### WORKING DATA:
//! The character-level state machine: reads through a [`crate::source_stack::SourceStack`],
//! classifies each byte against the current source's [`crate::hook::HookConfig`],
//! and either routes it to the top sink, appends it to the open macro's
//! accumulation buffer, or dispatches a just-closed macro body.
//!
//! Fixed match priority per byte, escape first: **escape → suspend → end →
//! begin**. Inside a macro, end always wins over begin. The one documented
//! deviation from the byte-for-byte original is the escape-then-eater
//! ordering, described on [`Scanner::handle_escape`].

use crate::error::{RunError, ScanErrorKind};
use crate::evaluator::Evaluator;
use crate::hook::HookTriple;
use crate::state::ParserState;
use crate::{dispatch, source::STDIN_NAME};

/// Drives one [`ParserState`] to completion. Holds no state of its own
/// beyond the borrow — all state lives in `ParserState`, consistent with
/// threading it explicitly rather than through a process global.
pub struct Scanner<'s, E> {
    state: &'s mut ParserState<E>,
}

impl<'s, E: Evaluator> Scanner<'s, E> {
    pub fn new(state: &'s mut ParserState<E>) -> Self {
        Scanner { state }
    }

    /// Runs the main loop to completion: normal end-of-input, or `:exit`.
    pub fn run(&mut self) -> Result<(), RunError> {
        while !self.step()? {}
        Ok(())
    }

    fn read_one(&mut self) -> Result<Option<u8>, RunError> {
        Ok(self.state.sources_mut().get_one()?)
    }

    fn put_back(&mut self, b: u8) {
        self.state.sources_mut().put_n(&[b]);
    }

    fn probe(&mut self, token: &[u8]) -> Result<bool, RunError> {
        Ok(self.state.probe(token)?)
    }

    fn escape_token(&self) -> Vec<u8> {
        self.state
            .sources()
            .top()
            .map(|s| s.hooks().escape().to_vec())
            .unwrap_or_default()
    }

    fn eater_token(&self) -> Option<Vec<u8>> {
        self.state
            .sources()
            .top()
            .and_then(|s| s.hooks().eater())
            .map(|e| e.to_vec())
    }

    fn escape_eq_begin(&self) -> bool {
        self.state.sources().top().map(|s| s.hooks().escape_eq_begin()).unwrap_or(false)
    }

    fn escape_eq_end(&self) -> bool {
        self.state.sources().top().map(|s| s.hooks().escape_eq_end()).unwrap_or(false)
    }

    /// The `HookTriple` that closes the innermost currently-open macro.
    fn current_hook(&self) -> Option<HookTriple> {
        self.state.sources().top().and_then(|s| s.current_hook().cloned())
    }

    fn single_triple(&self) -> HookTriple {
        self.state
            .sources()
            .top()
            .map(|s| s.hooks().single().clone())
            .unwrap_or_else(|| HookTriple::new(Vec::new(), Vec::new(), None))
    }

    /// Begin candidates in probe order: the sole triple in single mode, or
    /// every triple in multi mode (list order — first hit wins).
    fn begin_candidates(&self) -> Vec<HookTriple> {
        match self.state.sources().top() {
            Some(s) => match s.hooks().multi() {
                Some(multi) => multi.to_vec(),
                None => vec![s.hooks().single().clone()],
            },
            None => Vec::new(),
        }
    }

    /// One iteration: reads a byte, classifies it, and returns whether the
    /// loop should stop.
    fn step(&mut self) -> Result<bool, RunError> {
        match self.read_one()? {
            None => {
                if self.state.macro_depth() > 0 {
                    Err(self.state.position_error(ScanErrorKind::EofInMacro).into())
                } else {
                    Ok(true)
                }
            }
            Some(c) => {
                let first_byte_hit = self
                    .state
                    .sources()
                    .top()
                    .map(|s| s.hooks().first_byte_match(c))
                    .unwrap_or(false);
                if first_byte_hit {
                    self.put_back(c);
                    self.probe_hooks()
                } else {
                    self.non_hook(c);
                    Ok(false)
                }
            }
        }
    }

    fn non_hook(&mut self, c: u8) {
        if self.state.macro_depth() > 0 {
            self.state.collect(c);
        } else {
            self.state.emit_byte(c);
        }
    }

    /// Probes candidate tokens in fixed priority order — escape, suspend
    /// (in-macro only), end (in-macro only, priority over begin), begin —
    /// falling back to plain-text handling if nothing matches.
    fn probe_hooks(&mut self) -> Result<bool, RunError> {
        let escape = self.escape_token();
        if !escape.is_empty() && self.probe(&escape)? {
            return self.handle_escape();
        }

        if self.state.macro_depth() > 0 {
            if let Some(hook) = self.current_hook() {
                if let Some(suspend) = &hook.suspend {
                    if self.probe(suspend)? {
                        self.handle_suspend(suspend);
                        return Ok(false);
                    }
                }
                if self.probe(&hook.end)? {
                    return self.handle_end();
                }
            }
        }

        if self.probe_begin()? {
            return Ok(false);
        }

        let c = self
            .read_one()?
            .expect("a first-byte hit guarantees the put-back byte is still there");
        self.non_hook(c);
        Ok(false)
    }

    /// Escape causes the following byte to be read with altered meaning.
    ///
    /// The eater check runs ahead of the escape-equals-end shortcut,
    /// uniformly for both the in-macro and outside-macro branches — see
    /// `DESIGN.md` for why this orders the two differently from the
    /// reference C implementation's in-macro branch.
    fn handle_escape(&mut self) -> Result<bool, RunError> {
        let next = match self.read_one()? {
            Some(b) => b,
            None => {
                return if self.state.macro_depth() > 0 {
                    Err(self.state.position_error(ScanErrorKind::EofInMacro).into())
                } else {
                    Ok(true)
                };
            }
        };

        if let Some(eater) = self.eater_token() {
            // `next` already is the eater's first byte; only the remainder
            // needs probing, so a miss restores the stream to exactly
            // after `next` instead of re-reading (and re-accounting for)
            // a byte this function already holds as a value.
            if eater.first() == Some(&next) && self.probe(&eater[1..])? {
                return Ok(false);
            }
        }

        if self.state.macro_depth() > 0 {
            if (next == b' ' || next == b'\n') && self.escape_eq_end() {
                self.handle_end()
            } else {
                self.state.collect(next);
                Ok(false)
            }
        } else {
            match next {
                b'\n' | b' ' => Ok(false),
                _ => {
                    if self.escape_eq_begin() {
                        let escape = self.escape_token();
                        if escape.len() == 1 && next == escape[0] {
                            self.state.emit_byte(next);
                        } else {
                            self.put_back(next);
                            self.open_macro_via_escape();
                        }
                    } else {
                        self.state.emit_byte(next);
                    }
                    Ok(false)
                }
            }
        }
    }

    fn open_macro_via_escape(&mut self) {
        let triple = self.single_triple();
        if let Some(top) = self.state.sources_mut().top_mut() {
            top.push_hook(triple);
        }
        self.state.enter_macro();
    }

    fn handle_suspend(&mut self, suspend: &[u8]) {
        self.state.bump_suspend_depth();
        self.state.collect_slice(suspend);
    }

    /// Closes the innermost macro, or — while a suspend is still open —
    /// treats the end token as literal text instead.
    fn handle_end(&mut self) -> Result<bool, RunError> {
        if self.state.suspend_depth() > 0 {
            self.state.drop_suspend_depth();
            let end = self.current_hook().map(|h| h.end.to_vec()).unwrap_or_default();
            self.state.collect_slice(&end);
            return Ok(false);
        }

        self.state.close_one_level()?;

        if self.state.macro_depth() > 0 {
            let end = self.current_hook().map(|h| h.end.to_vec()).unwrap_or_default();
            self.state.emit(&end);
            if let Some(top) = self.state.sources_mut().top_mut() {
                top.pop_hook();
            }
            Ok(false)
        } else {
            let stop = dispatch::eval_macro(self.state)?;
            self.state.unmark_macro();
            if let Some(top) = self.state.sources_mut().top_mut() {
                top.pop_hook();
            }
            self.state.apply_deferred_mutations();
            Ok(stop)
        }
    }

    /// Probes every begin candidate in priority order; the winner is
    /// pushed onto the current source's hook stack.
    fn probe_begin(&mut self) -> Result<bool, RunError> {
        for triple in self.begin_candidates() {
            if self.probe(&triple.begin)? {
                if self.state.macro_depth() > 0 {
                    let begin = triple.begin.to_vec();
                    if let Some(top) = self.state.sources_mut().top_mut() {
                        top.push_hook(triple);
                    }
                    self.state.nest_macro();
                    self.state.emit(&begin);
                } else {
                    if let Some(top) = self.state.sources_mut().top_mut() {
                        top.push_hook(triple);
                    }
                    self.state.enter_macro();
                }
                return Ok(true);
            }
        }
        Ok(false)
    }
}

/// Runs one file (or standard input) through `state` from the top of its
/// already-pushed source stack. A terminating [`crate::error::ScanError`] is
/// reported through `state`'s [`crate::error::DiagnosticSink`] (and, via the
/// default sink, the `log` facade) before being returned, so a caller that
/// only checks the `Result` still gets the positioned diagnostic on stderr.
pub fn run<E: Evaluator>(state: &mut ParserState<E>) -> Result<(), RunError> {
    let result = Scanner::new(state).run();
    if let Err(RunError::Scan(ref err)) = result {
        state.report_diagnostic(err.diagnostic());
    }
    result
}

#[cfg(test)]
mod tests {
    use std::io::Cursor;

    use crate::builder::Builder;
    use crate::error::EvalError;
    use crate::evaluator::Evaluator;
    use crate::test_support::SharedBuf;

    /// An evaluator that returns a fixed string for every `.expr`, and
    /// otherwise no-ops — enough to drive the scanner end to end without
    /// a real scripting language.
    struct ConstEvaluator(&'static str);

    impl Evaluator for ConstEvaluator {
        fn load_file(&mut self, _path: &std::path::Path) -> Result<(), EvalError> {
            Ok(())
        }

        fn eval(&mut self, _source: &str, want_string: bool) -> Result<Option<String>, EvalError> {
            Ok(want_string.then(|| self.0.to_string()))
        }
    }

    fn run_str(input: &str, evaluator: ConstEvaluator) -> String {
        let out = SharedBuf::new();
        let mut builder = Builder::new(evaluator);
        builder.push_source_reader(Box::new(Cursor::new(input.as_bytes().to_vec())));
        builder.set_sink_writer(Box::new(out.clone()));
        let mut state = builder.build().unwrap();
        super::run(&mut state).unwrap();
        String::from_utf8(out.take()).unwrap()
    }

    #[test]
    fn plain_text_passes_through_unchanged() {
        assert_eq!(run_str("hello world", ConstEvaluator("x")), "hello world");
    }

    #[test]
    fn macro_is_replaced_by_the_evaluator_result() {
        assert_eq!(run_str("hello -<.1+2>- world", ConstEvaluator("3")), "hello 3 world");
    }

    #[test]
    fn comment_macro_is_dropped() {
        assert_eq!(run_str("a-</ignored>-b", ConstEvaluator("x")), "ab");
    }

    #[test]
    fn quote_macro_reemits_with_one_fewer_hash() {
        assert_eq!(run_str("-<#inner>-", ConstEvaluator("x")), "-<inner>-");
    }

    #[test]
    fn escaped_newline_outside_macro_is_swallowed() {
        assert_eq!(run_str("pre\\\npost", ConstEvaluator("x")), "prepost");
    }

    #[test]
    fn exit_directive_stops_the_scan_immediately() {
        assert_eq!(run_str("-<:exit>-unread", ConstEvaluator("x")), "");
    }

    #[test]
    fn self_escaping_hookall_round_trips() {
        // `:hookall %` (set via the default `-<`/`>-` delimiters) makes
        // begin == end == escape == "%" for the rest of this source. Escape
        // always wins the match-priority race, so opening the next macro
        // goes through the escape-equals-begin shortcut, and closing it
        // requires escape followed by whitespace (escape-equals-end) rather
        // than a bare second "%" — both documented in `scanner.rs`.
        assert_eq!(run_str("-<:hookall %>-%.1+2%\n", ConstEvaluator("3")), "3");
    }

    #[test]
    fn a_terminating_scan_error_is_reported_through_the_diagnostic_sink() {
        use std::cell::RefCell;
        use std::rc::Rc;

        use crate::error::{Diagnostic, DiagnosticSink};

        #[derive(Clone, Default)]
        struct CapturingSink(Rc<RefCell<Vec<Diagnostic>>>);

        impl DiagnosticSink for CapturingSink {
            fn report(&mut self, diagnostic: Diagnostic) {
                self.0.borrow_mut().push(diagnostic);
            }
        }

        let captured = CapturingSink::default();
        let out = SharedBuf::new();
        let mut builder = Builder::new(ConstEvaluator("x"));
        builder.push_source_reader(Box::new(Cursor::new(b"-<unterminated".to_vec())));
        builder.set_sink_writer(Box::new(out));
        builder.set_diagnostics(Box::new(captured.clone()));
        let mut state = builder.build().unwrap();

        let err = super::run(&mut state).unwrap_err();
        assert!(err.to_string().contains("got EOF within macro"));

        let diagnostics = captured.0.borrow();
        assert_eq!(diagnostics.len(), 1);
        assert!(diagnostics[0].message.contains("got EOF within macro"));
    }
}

### HOW TO COMPLETE THIS TASK:
Copy each line of the records that has "builder" in it.

### ANSWER:
    use crate::builder::Builder;
        let mut builder = Builder::new(evaluator);
        builder.push_source_reader(Box::new(Cursor::new(input.as_bytes().to_vec())));
        builder.set_sink_writer(Box::new(out.clone()));
        let mut state = builder.build().unwrap();
        let mut builder = Builder::new(ConstEvaluator("x"));
        builder.push_source_reader(Box::new(Cursor::new(b"-<unterminated".to_vec())));
        builder.set_sink_writer(Box::new(out));
        builder.set_diagnostics(Box::new(captured.clone()));
        let mut state = builder.build().unwrap();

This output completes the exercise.